Le projet se fera parce que l’Alberta étouffe économiquement. Les raffineries de l’Est canadien en ont aussi grand besoin. D’autres projets d’oléoducs étant mort-nés, dont Keystone XL et Northern Gateway, Énergie Est prend des airs de bouée de sauvetage.
Énergie Est, il faut le dire, frôle les 16 milliards de dollars et transporterait plus d’un million de barils de pétrole albertain par jour jusqu’au Nouveau-Brunswick. Le projet est pharaonique.
Par conséquent, Justin Trudeau dira oui. En fait, il le disait dès 2014 dans l’opposition. Face aux dissensions féroces au sein du pays, il s’achète aujourd’hui du temps.
Sa stratégie est avant tout de préparer l’opinion publique. Il dit vouloir créer un «terrain d’entente» entre les «diverses perspectives qui s’expriment». Hier, à Vancouver, il insistait à nouveau sur l’importance d’«acheminer nos ressources aux marchés».
Philippe Couillard dira oui
Pour cette raison, Philippe Couillard dira oui. Après deux ans d’inaction béate, la demande d’injonction présentée hier par son ministre de l’Environnement pour «obliger» TransCanada à se conformer aux lois environnementales québécoises, c’est aussi du marketing.
Poussé surtout par un recours judiciaire lancé le 18 février par des groupes écologistes contre la compagnie, le ministre cherche lui aussi à calmer l’opinion publique.

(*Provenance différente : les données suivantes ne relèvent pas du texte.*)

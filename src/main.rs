//! gate9s - A K9s-inspired terminal console for a request-routing gateway
//!
//! Browses and edits the gateway's services, routes and proto mappings and
//! follows its traffic, activity and server logs through the admin API.

use anyhow::{Context, Result};
use clap::Parser;
use gate9s::cli::{self, Args, Command};
use gate9s::config::ConfigLoader;
use gate9s::services::ConsoleSession;
use gate9s::tui;

#[tokio::main]
async fn main() -> Result<()> {
    let args = Args::parse();

    match &args.command {
        Some(Command::Config { subcommand }) => {
            return cli::handle_config_command(subcommand.clone());
        }
        Some(Command::Version) => {
            cli::display_version();
            return Ok(());
        }
        _ => {}
    }

    let log_file = cli::init_logging(args.debug);
    if let Some(ref log_path) = log_file {
        eprintln!(
            "Debug logging enabled. Logs written to: {}",
            log_path.display()
        );
    }

    let mut config = ConfigLoader::load().context("Failed to load configuration")?;
    args.apply_to(&mut config)?;
    tracing::debug!(
        "Configuration loaded: gateway={}, view={}",
        config.gateway.base_url,
        config.ui.default_view
    );

    if let Some(Command::Snapshot { .. }) = args.command {
        let view = config.default_view()?;
        return cli::run_snapshot(&config, view).await;
    }

    let session = ConsoleSession::connect(&config)?;
    tracing::info!("Connecting to gateway: {}", config.gateway.base_url);

    tui::run_tui(session, config, tui::Theme::default()).await
}
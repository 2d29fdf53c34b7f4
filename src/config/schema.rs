//! Configuration schema definitions
//!
//! Defines the structure of configuration files using serde for serialization.

use super::duration::parse_duration;
use crate::poller::PollIntervals;
use crate::store::ConsoleView;
use anyhow::{Context, Result};
use serde::{Deserialize, Serialize};
use std::time::Duration;

/// Root configuration structure
#[derive(Debug, Clone, Serialize, Deserialize, PartialEq, Default)]
#[serde(rename_all = "camelCase")]
pub struct Config {
    /// Gateway admin API connection
    #[serde(default)]
    pub gateway: GatewayConfig,

    /// Background refresh timers
    #[serde(default)]
    pub refresh: RefreshConfig,

    /// UI configuration
    #[serde(default)]
    pub ui: UiConfig,

    /// Logger configuration
    #[serde(default)]
    pub logger: LoggerConfig,
}

/// Gateway connection configuration
#[derive(Debug, Clone, Serialize, Deserialize, PartialEq)]
#[serde(rename_all = "camelCase")]
pub struct GatewayConfig {
    /// Base URL the `/admin/` API is served under
    #[serde(default = "default_base_url")]
    pub base_url: String,

    /// Per-request timeout (e.g. "30s", "500ms")
    #[serde(default = "default_timeout")]
    pub timeout: String,
}

/// Refresh timer configuration
#[derive(Debug, Clone, Serialize, Deserialize, PartialEq)]
#[serde(rename_all = "camelCase")]
pub struct RefreshConfig {
    /// Metrics refresh period while the console is open
    #[serde(default = "default_metrics_interval")]
    pub metrics_interval: String,

    /// Server console refresh period while the system-log view is active
    #[serde(default = "default_server_log_interval")]
    pub server_log_interval: String,

    /// Drop responses older than the last one applied for a collection
    #[serde(default = "default_false")]
    pub coalesce: bool,
}

/// UI configuration
#[derive(Debug, Clone, Serialize, Deserialize, PartialEq)]
#[serde(rename_all = "camelCase")]
pub struct UiConfig {
    /// Rows per table page
    #[serde(default = "default_page_size")]
    pub page_size: usize,

    /// View shown at startup
    #[serde(default = "default_view")]
    pub default_view: String,

    /// Enable mouse support
    #[serde(default = "default_false")]
    pub enable_mouse: bool,

    /// Disable Unicode icons for compatibility
    #[serde(default = "default_false")]
    pub no_icons: bool,
}

/// Logger configuration
#[derive(Debug, Clone, Serialize, Deserialize, PartialEq)]
#[serde(rename_all = "camelCase")]
pub struct LoggerConfig {
    /// Max server console lines kept in view
    #[serde(default = "default_log_buffer")]
    pub buffer: usize,
}

// Default value functions
fn default_base_url() -> String {
    "http://localhost:8080".to_string()
}

fn default_timeout() -> String {
    "30s".to_string()
}

fn default_metrics_interval() -> String {
    "20s".to_string()
}

fn default_server_log_interval() -> String {
    "5s".to_string()
}

fn default_false() -> bool {
    false
}

fn default_page_size() -> usize {
    10
}

fn default_view() -> String {
    ConsoleView::Overview.as_str().to_string()
}

fn default_log_buffer() -> usize {
    crate::store::DEFAULT_SERVER_LOG_CAPACITY
}

impl Default for GatewayConfig {
    fn default() -> Self {
        Self {
            base_url: default_base_url(),
            timeout: default_timeout(),
        }
    }
}

impl Default for RefreshConfig {
    fn default() -> Self {
        Self {
            metrics_interval: default_metrics_interval(),
            server_log_interval: default_server_log_interval(),
            coalesce: default_false(),
        }
    }
}

impl Default for UiConfig {
    fn default() -> Self {
        Self {
            page_size: default_page_size(),
            default_view: default_view(),
            enable_mouse: default_false(),
            no_icons: default_false(),
        }
    }
}

impl Default for LoggerConfig {
    fn default() -> Self {
        Self {
            buffer: default_log_buffer(),
        }
    }
}

impl Config {
    pub fn timeout(&self) -> Result<Duration> {
        parse_duration(&self.gateway.timeout).context("Invalid gateway.timeout")
    }

    pub fn poll_intervals(&self) -> Result<PollIntervals> {
        Ok(PollIntervals {
            metrics: parse_duration(&self.refresh.metrics_interval)
                .context("Invalid refresh.metricsInterval")?,
            server_log: parse_duration(&self.refresh.server_log_interval)
                .context("Invalid refresh.serverLogInterval")?,
        })
    }

    pub fn default_view(&self) -> Result<ConsoleView> {
        self.ui
            .default_view
            .parse()
            .map_err(|e: String| anyhow::anyhow!(e))
            .context("Invalid ui.defaultView")
    }
}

Même la très critique Communauté métropolitaine de Montréal (CMM) finira par dire oui. Parlant de TransCanada, Robert Coutu, maire de Montréal-Est, en disait ceci au Devoir: «On avait une stratégie, soit de dire “oui mais” ou “non”, mais refaites vos devoirs.»
Bref, le message répété par la CMM, Philippe Couillard et Justin Trudeau est rigoureusement le même.
Message décodé
Décodé, ça donne ceci: cher TransCanada, aidez-nous à «vendre» votre projet à nos électeurs inquiets en le vendant mieux vous-mêmes. Aidez-nous à livrer la sacro-sainte «acceptabilité sociale». Donnez-nous des retombées économiques bonifiées et le respect apparent de nos lois – nous ferons le reste.
Au Québec, TransCanada jure encore que son projet est de juridiction fédérale, mais change en même temps son plan de match. En entrevue au Journal, le «nouvel homme fort» de la firme albertaine, Louis Bergeron, annonce la création d’une «équipe de gestion québécoise».
«À cinq ans du démarrage» du projet, lance-t-il, il faut y donner un visage québécois. [...] Nous voulons travailler dans le sens de l’acceptabilité sociale.»
Traduction: TransCanada s’apprête à modifier sa stratégie de communication de manière à répondre, du moins en partie, à la commande publique des dirigeants politiques.
Ces mêmes dirigeants qui, contrairement aux patrons de TransCanada, auront besoin des citoyens pour leur réélection. D’où cette étrange et complexe valse politique à laquelle nous assistons.
Et d’où tous ces palabres qui déboucheront bien un jour sur l’inauguration d’Énergie Est.